> [Exercise brief]:
All lines from the first line of the material up to and including the line with "pub struct CacheConfig" must be copied exactly, and no others.

BEGIN Available records

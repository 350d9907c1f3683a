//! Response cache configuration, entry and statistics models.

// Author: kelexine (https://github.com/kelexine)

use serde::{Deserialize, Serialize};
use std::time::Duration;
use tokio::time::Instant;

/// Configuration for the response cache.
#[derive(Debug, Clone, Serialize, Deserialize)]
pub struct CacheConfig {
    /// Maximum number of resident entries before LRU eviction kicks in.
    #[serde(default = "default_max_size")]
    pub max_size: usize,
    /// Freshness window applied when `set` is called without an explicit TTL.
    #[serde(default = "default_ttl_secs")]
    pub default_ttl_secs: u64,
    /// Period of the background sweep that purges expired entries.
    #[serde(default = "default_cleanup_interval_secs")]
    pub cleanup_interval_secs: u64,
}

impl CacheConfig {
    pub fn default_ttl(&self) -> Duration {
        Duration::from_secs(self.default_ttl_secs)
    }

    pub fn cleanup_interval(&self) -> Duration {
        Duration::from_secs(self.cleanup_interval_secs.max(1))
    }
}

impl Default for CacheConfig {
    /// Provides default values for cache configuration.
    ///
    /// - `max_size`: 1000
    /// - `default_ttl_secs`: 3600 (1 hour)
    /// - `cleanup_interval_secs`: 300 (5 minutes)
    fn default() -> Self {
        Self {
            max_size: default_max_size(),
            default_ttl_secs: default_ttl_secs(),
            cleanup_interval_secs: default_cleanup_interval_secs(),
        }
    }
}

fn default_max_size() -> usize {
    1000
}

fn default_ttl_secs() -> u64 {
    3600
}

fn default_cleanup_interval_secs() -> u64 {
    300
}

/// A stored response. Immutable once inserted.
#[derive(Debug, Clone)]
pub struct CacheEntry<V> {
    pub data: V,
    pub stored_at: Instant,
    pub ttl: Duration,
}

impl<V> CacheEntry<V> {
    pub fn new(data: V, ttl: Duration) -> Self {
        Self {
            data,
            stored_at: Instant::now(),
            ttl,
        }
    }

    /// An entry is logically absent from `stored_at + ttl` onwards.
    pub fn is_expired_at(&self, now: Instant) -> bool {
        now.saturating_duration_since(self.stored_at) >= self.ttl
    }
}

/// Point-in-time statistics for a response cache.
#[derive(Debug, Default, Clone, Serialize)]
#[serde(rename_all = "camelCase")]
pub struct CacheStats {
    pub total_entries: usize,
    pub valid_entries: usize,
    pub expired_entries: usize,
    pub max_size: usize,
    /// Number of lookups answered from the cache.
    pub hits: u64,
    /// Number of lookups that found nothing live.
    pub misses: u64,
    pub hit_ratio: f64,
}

END Available records

> [Response area]:
repository 350d9907c1f3683a
//! Response cache configuration, entry and statistics models.

// Author: kelexine (https://github.com/kelexine)

use serde::{Deserialize, Serialize};
use std::time::Duration;
use tokio::time::Instant;

/// Configuration for the response cache.
#[derive(Debug, Clone, Serialize, Deserialize)]
pub struct CacheConfig {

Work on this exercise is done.